[Recorded data]

○ ○ ○

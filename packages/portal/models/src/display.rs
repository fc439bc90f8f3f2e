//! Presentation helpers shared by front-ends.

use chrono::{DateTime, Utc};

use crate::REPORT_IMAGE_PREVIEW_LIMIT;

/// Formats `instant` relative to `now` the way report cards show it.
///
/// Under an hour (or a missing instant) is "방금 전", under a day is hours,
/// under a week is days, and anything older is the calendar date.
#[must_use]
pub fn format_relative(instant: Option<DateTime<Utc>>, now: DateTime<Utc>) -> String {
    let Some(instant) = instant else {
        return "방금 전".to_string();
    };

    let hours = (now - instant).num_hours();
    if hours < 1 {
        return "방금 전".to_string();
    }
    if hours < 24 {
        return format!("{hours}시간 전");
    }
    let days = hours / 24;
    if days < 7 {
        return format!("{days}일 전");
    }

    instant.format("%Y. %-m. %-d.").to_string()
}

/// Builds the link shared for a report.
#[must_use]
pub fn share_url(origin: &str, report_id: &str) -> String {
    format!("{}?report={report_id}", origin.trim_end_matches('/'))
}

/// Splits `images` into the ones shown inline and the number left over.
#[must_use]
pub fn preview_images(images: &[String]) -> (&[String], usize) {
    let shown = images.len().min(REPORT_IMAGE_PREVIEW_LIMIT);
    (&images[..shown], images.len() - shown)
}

○ ○ ○

» YOUR OBJECTIVE:
Return the records exactly, character for character.

» RESULT FOR THIS TASK:
filename packages/portal/models/src/display.rs
repository fc439bc90f8f3f2e
//! Presentation helpers shared by front-ends.

use chrono::{DateTime, Utc};

use crate::REPORT_IMAGE_PREVIEW_LIMIT;

/// Formats `instant` relative to `now` the way report cards show it.
///
/// Under an hour (or a missing instant) is "방금 전", under a day is hours,
/// under a week is days, and anything older is the calendar date.
#[must_use]
pub fn format_relative(instant: Option<DateTime<Utc>>, now: DateTime<Utc>) -> String {
    let Some(instant) = instant else {
        return "방금 전".to_string();
    };

    let hours = (now - instant).num_hours();
    if hours < 1 {
        return "방금 전".to_string();
    }
    if hours < 24 {
        return format!("{hours}시간 전");
    }
    let days = hours / 24;
    if days < 7 {
        return format!("{days}일 전");
    }

    instant.format("%Y. %-m. %-d.").to_string()
}

/// Builds the link shared for a report.
#[must_use]
pub fn share_url(origin: &str, report_id: &str) -> String {
    format!("{}?report={report_id}", origin.trim_end_matches('/'))
}

/// Splits `images` into the ones shown inline and the number left over.
#[must_use]
pub fn preview_images(images: &[String]) -> (&[String], usize) {
    let shown = images.len().min(REPORT_IMAGE_PREVIEW_LIMIT);
    (&images[..shown], images.len() - shown)
}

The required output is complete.